-- Opening Marker --

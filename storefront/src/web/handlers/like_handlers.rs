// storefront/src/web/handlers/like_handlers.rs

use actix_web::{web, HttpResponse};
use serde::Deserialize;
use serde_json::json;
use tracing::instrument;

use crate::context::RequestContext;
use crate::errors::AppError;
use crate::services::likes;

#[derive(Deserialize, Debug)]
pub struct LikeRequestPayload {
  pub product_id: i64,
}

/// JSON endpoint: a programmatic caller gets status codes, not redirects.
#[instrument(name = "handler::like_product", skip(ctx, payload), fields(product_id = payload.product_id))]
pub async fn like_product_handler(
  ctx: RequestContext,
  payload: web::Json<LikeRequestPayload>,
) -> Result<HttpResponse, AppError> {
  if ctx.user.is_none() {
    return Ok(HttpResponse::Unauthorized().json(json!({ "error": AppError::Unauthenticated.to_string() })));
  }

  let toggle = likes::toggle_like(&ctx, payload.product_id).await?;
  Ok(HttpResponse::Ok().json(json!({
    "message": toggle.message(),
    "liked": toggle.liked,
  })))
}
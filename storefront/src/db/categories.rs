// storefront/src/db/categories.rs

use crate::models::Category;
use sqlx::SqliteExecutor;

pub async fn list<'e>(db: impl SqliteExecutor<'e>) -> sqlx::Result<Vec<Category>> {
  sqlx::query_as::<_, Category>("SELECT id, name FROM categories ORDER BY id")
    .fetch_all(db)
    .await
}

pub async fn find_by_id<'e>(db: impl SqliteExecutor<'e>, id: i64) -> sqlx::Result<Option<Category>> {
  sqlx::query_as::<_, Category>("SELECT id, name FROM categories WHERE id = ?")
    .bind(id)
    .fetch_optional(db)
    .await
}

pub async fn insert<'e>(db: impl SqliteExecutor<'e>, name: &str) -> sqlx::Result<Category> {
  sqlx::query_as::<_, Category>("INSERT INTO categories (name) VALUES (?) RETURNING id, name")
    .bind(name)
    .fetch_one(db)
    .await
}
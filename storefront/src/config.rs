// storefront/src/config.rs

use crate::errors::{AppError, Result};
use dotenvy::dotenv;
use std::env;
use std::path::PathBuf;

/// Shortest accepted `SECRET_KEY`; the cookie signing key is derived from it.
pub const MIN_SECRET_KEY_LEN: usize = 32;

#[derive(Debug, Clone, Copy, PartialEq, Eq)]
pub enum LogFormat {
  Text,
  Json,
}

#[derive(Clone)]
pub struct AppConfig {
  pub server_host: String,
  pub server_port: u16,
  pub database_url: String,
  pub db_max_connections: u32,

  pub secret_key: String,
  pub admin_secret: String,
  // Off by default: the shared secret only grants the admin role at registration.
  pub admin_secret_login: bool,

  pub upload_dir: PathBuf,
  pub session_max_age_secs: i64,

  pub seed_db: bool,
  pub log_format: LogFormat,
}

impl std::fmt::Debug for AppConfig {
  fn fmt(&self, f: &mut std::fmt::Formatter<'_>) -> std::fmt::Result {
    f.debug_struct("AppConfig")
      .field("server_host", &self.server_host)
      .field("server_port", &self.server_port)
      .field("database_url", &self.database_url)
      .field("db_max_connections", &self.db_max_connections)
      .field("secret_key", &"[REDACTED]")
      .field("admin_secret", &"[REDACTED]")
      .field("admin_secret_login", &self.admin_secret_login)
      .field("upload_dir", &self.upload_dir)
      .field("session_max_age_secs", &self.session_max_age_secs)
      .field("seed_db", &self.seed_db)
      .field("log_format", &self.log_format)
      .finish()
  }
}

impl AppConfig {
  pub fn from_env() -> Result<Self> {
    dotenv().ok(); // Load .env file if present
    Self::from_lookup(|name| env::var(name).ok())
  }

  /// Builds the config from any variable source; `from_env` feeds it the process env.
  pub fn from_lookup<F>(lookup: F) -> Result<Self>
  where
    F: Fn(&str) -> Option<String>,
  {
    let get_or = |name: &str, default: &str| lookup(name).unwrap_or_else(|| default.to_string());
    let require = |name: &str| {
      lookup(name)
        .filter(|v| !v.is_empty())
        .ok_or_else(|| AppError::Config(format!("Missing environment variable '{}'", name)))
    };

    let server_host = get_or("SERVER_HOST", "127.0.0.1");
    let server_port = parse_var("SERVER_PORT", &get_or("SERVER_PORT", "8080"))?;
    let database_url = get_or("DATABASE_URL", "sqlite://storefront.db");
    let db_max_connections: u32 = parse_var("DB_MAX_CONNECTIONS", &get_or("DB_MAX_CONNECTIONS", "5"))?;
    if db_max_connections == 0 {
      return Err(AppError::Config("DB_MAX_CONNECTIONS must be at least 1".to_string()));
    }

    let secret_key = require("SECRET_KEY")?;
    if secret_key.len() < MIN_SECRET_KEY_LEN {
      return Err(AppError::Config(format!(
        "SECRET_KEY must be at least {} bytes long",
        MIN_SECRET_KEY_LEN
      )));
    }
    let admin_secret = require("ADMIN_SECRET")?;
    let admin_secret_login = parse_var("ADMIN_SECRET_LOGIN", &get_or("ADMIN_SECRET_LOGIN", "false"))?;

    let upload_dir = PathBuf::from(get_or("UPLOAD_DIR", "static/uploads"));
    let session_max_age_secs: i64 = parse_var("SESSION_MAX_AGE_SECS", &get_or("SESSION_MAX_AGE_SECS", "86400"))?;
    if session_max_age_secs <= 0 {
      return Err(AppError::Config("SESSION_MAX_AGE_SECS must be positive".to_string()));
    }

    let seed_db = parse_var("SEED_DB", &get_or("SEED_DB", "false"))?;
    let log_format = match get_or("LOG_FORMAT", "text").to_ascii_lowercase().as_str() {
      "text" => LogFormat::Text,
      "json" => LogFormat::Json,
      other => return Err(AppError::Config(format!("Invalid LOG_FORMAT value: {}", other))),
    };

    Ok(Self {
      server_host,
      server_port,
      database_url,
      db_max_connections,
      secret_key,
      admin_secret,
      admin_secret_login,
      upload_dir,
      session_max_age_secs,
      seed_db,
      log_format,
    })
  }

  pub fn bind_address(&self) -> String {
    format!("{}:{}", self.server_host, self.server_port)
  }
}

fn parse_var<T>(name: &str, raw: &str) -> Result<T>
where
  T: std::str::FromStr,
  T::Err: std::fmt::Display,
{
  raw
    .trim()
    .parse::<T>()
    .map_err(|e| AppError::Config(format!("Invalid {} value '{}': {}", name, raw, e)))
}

-- Closing Marker --
-- Opening Marker --

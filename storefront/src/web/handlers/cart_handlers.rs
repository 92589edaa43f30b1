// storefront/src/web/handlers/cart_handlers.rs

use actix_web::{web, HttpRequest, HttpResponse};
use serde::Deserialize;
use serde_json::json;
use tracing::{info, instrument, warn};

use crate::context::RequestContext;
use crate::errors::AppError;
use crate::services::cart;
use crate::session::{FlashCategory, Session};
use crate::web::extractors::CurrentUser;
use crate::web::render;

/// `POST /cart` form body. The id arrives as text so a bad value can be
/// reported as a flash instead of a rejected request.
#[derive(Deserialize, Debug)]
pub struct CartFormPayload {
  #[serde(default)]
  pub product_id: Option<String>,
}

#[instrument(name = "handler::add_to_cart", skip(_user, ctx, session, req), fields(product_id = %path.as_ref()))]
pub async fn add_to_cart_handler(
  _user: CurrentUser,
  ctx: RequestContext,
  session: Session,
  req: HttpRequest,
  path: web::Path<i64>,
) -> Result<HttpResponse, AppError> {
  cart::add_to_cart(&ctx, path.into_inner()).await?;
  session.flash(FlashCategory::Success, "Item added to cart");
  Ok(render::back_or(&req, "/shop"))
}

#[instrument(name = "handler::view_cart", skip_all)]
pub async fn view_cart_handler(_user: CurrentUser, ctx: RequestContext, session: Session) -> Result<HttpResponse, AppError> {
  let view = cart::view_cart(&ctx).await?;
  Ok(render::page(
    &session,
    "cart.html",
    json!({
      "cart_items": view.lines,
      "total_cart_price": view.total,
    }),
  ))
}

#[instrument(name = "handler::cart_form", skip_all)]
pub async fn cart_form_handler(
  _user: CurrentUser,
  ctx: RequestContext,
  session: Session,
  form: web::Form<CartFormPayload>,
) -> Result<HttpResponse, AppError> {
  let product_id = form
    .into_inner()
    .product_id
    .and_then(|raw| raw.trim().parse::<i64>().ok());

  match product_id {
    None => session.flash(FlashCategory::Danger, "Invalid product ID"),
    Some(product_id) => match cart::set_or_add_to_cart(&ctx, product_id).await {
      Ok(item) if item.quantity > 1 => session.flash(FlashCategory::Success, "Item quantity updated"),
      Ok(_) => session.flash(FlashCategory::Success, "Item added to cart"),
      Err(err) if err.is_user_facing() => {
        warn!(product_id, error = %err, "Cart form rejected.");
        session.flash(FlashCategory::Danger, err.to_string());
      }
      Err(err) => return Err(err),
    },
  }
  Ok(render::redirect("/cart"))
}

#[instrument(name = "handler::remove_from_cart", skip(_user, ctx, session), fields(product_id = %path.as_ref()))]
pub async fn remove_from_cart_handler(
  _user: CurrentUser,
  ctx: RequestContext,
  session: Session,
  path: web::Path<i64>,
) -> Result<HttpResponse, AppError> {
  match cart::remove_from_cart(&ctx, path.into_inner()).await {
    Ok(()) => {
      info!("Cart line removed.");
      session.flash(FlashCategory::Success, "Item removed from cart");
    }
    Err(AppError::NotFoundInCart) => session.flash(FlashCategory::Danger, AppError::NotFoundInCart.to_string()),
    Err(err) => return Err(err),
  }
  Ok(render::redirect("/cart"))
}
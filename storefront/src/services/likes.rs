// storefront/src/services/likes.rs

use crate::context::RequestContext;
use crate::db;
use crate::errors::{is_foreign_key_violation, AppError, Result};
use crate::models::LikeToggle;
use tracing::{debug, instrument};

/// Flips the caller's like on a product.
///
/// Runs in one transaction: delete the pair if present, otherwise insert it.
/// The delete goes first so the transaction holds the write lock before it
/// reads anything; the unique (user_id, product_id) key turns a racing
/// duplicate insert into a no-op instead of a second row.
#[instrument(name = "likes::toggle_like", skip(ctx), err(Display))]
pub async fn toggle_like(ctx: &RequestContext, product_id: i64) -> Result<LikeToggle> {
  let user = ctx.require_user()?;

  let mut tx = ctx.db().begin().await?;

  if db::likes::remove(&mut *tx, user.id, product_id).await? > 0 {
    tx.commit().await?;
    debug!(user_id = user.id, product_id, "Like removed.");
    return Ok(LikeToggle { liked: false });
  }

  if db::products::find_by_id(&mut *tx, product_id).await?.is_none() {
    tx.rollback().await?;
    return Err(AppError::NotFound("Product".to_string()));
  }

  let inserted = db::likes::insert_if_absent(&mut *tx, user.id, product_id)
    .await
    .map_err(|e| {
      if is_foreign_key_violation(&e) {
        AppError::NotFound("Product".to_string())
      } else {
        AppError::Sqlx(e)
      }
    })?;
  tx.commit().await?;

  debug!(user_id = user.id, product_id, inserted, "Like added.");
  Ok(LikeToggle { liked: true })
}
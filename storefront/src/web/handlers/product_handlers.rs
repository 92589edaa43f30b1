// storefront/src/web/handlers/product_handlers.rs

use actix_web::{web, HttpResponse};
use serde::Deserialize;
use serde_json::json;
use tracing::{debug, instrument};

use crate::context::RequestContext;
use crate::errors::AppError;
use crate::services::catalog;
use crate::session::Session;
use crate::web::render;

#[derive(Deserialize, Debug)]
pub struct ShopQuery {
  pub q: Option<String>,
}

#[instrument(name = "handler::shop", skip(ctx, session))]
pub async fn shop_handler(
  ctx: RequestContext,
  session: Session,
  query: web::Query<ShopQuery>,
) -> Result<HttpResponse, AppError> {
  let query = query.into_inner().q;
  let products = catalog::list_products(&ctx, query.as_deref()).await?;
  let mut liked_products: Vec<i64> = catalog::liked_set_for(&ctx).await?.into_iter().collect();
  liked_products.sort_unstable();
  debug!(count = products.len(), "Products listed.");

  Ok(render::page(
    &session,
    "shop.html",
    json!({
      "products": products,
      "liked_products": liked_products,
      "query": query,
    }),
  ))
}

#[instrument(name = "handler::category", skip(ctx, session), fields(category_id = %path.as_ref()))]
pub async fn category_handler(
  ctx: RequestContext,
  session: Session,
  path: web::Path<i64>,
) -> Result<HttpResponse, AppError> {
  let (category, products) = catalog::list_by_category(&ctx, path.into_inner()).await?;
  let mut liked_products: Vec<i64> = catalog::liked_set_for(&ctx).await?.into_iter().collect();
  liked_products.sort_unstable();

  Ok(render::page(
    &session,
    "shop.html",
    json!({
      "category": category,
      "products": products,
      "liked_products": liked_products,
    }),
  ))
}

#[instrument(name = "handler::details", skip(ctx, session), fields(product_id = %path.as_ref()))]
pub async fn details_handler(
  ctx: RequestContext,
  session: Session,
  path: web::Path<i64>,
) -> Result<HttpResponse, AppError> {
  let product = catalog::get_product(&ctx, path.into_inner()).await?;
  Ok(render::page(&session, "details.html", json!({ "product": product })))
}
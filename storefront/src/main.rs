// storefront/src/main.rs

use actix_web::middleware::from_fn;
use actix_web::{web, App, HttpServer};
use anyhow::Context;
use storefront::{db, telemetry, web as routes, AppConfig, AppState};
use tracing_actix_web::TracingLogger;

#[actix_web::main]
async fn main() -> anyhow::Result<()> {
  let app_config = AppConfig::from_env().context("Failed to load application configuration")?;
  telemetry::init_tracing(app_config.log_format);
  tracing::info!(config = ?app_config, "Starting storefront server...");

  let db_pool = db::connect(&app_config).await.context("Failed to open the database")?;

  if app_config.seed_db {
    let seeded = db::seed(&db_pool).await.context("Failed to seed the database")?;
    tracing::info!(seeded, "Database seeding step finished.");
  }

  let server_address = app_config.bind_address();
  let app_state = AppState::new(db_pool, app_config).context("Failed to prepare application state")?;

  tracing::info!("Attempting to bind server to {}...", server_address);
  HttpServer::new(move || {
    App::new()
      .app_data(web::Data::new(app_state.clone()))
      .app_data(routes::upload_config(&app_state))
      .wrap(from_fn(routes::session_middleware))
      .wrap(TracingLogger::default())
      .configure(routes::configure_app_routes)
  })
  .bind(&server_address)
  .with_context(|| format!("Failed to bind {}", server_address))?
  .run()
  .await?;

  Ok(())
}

-- Closing Marker --
-- Opening Marker --

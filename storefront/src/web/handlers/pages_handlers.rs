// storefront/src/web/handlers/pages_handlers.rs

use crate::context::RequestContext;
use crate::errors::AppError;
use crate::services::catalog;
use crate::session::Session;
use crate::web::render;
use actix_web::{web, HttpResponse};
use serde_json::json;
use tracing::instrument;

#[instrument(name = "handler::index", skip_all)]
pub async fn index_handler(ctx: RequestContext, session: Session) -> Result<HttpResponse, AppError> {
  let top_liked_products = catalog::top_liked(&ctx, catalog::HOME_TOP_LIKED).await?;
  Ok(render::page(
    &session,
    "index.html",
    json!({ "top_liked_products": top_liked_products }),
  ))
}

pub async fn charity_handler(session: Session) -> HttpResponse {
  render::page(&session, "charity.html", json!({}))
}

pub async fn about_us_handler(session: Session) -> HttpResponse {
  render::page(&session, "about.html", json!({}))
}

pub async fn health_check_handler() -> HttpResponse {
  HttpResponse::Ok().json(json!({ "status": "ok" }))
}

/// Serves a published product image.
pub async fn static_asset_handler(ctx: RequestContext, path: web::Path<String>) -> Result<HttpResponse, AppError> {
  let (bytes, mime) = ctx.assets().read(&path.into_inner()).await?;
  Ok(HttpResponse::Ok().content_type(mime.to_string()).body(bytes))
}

-- Closing Marker --

WHAT YOU ARE ASKED TO DO:
Scan the entries above for the line containing "filename storefront/src/web/handlers/like_handlers.rs", and copy it and all lines after it exactly, down to and including the line containing "filename storefront/src/config.rs".

EXPECTED ANSWER:
filename storefront/src/web/handlers/like_handlers.rs
// storefront/src/web/handlers/like_handlers.rs

use actix_web::{web, HttpResponse};
use serde::Deserialize;
use serde_json::json;
use tracing::instrument;

use crate::context::RequestContext;
use crate::errors::AppError;
use crate::services::likes;

#[derive(Deserialize, Debug)]
pub struct LikeRequestPayload {
  pub product_id: i64,
}

/// JSON endpoint: a programmatic caller gets status codes, not redirects.
#[instrument(name = "handler::like_product", skip(ctx, payload), fields(product_id = payload.product_id))]
pub async fn like_product_handler(
  ctx: RequestContext,
  payload: web::Json<LikeRequestPayload>,
) -> Result<HttpResponse, AppError> {
  if ctx.user.is_none() {
    return Ok(HttpResponse::Unauthorized().json(json!({ "error": AppError::Unauthenticated.to_string() })));
  }

  let toggle = likes::toggle_like(&ctx, payload.product_id).await?;
  Ok(HttpResponse::Ok().json(json!({
    "message": toggle.message(),
    "liked": toggle.liked,
  })))
}
filename storefront/src/db/categories.rs
// storefront/src/db/categories.rs

use crate::models::Category;
use sqlx::SqliteExecutor;

pub async fn list<'e>(db: impl SqliteExecutor<'e>) -> sqlx::Result<Vec<Category>> {
  sqlx::query_as::<_, Category>("SELECT id, name FROM categories ORDER BY id")
    .fetch_all(db)
    .await
}

pub async fn find_by_id<'e>(db: impl SqliteExecutor<'e>, id: i64) -> sqlx::Result<Option<Category>> {
  sqlx::query_as::<_, Category>("SELECT id, name FROM categories WHERE id = ?")
    .bind(id)
    .fetch_optional(db)
    .await
}

pub async fn insert<'e>(db: impl SqliteExecutor<'e>, name: &str) -> sqlx::Result<Category> {
  sqlx::query_as::<_, Category>("INSERT INTO categories (name) VALUES (?) RETURNING id, name")
    .bind(name)
    .fetch_one(db)
    .await
}
filename storefront/src/config.rs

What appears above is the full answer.